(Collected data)
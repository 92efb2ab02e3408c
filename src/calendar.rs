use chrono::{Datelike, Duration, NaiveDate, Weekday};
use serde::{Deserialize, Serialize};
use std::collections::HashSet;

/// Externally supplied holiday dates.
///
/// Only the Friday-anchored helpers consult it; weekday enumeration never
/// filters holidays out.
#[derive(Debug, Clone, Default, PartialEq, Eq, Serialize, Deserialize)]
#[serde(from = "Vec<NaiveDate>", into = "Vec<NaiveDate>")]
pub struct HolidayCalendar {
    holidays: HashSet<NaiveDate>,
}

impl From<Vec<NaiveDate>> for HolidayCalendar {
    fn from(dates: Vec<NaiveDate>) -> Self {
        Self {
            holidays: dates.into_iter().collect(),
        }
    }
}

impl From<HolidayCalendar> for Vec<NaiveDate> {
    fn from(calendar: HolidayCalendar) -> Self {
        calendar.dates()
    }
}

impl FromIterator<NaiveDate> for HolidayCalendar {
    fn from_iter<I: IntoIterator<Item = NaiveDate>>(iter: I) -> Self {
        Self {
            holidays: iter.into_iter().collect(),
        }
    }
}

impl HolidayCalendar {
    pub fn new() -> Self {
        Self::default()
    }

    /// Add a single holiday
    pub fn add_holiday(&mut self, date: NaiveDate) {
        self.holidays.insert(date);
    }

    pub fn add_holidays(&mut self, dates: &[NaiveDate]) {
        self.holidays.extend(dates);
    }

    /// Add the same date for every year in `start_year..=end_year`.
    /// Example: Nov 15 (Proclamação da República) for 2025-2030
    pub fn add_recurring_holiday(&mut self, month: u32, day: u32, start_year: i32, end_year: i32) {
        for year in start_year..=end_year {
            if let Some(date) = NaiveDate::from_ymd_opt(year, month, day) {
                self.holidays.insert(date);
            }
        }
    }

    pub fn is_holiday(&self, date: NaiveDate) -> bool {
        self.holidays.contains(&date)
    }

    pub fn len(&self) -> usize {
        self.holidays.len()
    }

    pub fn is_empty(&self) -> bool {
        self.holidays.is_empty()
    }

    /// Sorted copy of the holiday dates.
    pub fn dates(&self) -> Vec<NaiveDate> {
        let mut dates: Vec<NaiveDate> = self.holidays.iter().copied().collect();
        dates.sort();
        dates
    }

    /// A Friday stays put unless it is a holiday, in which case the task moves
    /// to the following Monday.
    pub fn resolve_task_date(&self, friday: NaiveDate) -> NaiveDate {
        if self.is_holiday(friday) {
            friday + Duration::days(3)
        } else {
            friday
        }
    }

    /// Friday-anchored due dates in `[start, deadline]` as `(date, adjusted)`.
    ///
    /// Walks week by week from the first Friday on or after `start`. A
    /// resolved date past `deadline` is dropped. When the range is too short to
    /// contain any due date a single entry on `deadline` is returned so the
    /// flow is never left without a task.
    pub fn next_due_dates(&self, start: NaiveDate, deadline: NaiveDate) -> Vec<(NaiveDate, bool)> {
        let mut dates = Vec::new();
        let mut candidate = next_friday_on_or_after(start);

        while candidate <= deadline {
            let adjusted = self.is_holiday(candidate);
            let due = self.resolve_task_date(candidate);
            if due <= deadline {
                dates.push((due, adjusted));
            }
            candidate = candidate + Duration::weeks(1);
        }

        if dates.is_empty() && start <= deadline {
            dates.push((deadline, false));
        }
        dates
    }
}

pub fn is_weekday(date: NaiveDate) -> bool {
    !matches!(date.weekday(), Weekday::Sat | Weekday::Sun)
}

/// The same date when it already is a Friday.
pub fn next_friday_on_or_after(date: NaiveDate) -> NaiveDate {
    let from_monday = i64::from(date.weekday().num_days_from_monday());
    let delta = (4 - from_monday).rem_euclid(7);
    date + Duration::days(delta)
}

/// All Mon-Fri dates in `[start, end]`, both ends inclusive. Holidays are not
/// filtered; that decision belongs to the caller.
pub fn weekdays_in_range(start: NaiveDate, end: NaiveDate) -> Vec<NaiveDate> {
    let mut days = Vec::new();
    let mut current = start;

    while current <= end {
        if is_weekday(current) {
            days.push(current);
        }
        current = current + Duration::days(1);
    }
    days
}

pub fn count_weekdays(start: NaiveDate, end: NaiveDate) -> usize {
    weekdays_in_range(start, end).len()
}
==
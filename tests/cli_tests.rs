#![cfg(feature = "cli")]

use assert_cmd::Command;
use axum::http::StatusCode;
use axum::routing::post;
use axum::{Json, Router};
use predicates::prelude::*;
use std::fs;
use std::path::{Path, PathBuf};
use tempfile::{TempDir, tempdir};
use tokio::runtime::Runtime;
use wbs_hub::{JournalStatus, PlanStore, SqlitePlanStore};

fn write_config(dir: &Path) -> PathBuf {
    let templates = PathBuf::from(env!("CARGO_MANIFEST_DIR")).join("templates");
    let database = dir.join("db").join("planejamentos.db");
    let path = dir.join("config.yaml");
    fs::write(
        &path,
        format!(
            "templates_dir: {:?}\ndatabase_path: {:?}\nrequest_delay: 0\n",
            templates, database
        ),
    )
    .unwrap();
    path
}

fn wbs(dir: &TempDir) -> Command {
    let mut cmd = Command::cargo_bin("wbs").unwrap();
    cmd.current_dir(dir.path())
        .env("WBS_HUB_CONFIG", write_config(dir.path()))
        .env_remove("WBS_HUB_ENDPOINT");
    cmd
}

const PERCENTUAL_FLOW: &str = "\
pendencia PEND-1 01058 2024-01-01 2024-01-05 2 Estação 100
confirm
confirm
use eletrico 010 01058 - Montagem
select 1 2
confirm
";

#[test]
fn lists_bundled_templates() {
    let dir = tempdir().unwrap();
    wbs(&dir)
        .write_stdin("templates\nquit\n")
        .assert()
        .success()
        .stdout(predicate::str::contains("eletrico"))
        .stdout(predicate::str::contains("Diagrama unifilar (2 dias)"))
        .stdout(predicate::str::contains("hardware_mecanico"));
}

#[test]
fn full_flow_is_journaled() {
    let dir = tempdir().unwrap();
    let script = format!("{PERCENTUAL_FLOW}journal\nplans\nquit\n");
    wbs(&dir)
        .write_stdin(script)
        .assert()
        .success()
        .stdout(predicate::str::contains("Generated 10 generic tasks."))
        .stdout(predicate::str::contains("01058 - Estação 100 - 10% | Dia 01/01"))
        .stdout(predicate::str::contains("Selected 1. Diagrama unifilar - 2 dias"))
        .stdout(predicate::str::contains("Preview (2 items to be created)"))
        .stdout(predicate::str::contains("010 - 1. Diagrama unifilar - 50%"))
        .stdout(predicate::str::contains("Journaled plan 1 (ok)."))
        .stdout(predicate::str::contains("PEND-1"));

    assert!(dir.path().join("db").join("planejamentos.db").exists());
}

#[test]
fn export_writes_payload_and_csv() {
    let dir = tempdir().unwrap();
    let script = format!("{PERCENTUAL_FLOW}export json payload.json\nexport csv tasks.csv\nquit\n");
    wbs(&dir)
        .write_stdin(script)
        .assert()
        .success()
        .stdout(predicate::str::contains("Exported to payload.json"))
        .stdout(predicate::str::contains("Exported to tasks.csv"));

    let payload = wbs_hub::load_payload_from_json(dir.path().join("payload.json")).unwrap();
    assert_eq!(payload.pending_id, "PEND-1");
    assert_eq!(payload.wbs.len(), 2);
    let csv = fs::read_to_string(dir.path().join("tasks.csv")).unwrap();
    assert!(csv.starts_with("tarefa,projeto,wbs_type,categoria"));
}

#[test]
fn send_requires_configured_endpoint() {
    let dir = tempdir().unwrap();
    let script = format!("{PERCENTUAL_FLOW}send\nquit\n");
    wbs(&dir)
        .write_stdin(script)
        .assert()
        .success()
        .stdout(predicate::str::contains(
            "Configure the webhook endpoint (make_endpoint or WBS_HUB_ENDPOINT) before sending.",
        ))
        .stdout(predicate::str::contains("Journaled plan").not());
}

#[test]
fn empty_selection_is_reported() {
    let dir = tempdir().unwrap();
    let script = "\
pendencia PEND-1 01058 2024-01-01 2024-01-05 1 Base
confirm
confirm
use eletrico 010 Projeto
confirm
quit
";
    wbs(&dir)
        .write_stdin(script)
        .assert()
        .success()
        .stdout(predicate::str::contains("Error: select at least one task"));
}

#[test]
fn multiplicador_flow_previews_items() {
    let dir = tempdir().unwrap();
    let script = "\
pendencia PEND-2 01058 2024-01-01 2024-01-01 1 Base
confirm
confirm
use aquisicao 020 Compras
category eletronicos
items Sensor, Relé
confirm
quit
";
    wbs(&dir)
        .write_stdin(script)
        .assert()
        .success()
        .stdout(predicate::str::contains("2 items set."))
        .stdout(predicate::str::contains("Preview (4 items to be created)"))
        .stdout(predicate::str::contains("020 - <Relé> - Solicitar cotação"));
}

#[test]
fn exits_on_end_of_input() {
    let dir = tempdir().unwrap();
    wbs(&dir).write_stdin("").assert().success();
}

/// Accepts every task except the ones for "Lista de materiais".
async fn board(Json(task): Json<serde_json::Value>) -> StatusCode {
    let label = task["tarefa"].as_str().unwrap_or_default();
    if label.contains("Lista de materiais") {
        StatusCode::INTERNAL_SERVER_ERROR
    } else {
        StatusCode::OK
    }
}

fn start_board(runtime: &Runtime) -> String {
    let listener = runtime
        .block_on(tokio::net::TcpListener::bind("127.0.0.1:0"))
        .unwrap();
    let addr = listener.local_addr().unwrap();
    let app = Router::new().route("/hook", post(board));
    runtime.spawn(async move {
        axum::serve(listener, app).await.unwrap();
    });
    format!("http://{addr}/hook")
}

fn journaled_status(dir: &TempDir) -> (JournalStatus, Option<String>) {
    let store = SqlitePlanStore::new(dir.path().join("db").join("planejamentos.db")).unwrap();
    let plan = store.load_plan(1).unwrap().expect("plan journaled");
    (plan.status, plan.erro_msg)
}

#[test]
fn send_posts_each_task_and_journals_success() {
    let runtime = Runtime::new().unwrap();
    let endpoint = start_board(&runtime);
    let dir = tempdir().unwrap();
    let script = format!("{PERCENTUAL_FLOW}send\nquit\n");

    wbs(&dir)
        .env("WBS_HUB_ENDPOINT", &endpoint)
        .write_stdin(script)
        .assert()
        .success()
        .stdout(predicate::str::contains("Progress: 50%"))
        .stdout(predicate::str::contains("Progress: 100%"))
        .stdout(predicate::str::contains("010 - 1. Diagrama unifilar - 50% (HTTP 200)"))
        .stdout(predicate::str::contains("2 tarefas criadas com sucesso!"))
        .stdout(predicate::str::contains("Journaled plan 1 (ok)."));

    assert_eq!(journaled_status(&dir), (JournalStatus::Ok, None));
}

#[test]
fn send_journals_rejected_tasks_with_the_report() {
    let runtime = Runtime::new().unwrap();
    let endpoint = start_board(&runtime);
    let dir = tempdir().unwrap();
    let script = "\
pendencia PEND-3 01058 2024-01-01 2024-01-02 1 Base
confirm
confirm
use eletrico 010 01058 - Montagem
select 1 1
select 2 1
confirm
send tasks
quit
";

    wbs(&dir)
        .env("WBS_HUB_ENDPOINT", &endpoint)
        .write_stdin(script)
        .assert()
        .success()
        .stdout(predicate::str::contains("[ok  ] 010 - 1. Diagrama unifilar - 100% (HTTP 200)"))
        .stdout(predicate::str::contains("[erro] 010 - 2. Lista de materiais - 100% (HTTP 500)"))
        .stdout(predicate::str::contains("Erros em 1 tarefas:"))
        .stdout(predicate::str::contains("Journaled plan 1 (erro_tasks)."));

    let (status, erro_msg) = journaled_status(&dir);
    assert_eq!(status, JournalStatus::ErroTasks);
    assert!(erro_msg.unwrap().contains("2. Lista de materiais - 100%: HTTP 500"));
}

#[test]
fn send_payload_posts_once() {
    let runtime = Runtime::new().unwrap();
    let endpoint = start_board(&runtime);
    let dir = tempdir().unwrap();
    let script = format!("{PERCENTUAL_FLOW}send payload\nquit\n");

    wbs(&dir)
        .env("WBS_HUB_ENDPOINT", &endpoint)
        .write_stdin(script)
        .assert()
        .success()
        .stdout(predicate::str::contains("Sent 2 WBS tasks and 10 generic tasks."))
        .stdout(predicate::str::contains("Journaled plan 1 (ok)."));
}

» **WORK TASK**: Each line above with the string "candidate" in it should be located and copied.

» **WRITTEN SOLUTION**:
        let mut candidate = next_friday_on_or_after(start);
        while candidate <= deadline {
            let adjusted = self.is_holiday(candidate);
            let due = self.resolve_task_date(candidate);
            candidate = candidate + Duration::weeks(1);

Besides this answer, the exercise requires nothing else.